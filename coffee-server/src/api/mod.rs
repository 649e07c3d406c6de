//! HTTP API
//!
//! | Route | Permission |
//! |-------|------------|
//! | `GET /drinks` | public |
//! | `GET /drinks-detail` | `get:drinks-detail` |
//! | `POST /drinks` | `post:drinks` |
//! | `PATCH /drinks/{id}` | `patch:drinks` |
//! | `DELETE /drinks/{id}` | `delete:drinks` |
//! | `GET /health` | public |

pub mod drinks;
pub mod extract;
pub mod health;

use axum::Router;
use http::HeaderName;
use shared::error::AppError;
use tower_http::cors::CorsLayer;
use tower_http::request_id::{MakeRequestUuid, PropagateRequestIdLayer, SetRequestIdLayer};
use tower_http::trace::TraceLayer;

use crate::state::AppState;

const REQUEST_ID_HEADER: &str = "x-request-id";

/// Build a router with all routes registered (no outer middleware, no state)
pub fn build_router(state: &AppState) -> Router<AppState> {
    Router::new()
        // Drinks API - per-route permissions
        .merge(drinks::router(state))
        // Health API - public route
        .merge(health::router())
        .fallback(fallback)
}

/// Build the fully configured application
///
/// Used by both the HTTP server and oneshot calls in tests
pub fn build_app(state: AppState) -> Router {
    build_router(&state)
        // CORS - any origin
        .layer(CorsLayer::permissive())
        // Trace - request tracing (logs at INFO level)
        .layer(TraceLayer::new_for_http())
        // Request ID - echo on the response
        .layer(PropagateRequestIdLayer::new(HeaderName::from_static(
            REQUEST_ID_HEADER,
        )))
        // Request ID - outermost, generated unless the client sent one
        .layer(SetRequestIdLayer::new(
            HeaderName::from_static(REQUEST_ID_HEADER),
            MakeRequestUuid,
        ))
        .with_state(state)
}

async fn fallback() -> AppError {
    AppError::not_found()
}
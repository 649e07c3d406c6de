//! Authorization failures
//!
//! Every variant carries an HTTP status and a `code`/`description` pair via
//! [`ErrorCode`]; the description is the variant's display text.

use shared::error::{AppError, ErrorCode};
use thiserror::Error;

#[derive(Debug, Clone, PartialEq, Eq, Error)]
pub enum AuthError {
    #[error("Authorization header is expected.")]
    HeaderMissing,

    #[error("Authorization header must start with \"Bearer\".")]
    NotBearer,

    #[error("Token not found.")]
    TokenMissing,

    #[error("Authorization header must be bearer token.")]
    NotSingleToken,

    #[error("Authorization malformed.")]
    KeyIdMissing,

    #[error("Token expired.")]
    Expired,

    #[error("Incorrect claims. Please, check the audience and issuer.")]
    IncorrectClaims,

    #[error("Unable to parse authentication token.")]
    Unparsable,

    #[error("Unable to find the appropriate key.")]
    KeyNotFound,

    #[error("Unable to fetch signing keys.")]
    KeySetUnavailable(String),

    #[error("Permissions not included in JWT.")]
    PermissionsMissing,

    #[error("Permission not found.")]
    PermissionDenied,
}

impl AuthError {
    pub fn code(&self) -> ErrorCode {
        match self {
            Self::HeaderMissing => ErrorCode::AuthorizationHeaderMissing,
            Self::NotBearer | Self::TokenMissing | Self::NotSingleToken | Self::KeyIdMissing => {
                ErrorCode::InvalidHeader
            }
            Self::Expired => ErrorCode::TokenExpired,
            Self::IncorrectClaims => ErrorCode::InvalidClaims,
            Self::Unparsable => ErrorCode::TokenUnparsable,
            Self::KeyNotFound => ErrorCode::SigningKeyNotFound,
            Self::KeySetUnavailable(_) => ErrorCode::KeySetUnavailable,
            Self::PermissionsMissing => ErrorCode::PermissionsMissing,
            Self::PermissionDenied => ErrorCode::PermissionDenied,
        }
    }
}

impl From<AuthError> for AppError {
    fn from(err: AuthError) -> Self {
        AppError::auth(err.code(), err.to_string())
    }
}

#[cfg(test)]
mod tests {
    use super::*;
    use http::StatusCode;

    fn render(err: AuthError) -> (StatusCode, String) {
        let app: AppError = err.into();
        (app.http_status(), app.message)
    }

    #[test]
    fn test_header_errors() {
        assert_eq!(
            render(AuthError::HeaderMissing),
            (
                StatusCode::UNAUTHORIZED,
                "authorization_header_missing: Authorization header is expected.".to_string()
            )
        );
        assert_eq!(
            render(AuthError::NotBearer),
            (
                StatusCode::UNAUTHORIZED,
                "invalid_header: Authorization header must start with \"Bearer\".".to_string()
            )
        );
        assert_eq!(
            render(AuthError::TokenMissing).0,
            StatusCode::UNAUTHORIZED
        );
        assert_eq!(
            render(AuthError::NotSingleToken).1,
            "invalid_header: Authorization header must be bearer token."
        );
    }

    #[test]
    fn test_token_errors() {
        assert_eq!(
            render(AuthError::Expired),
            (StatusCode::UNAUTHORIZED, "token_expired: Token expired.".to_string())
        );
        assert_eq!(render(AuthError::IncorrectClaims).0, StatusCode::UNAUTHORIZED);
        assert_eq!(render(AuthError::Unparsable).0, StatusCode::BAD_REQUEST);
        assert_eq!(
            render(AuthError::KeyNotFound).1,
            "invalid_header: Unable to find the appropriate key."
        );
        assert_eq!(
            render(AuthError::KeySetUnavailable("connection refused".into())),
            (
                StatusCode::SERVICE_UNAVAILABLE,
                "jwks_unavailable: Unable to fetch signing keys.".to_string()
            )
        );
    }

    #[test]
    fn test_permission_errors() {
        assert_eq!(
            render(AuthError::PermissionsMissing),
            (
                StatusCode::BAD_REQUEST,
                "invalid_claims: Permissions not included in JWT.".to_string()
            )
        );
        assert_eq!(
            render(AuthError::PermissionDenied),
            (
                StatusCode::FORBIDDEN,
                "unauthorized: Permission not found.".to_string()
            )
        );
    }
}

──────────────────────────────

Task to carry out –
With the first line of the records as the start and the line holding "use shared::error::AppError;" as the end, please copy exactly those lines and no others.

The completed task –
filename coffee-server/src/api/mod.rs
repository 649e07c3d406c6de
//! HTTP API
//!
//! | Route | Permission |
//! |-------|------------|
//! | `GET /drinks` | public |
//! | `GET /drinks-detail` | `get:drinks-detail` |
//! | `POST /drinks` | `post:drinks` |
//! | `PATCH /drinks/{id}` | `patch:drinks` |
//! | `DELETE /drinks/{id}` | `delete:drinks` |
//! | `GET /health` | public |

pub mod drinks;
pub mod extract;
pub mod health;

use axum::Router;
use http::HeaderName;
use shared::error::AppError;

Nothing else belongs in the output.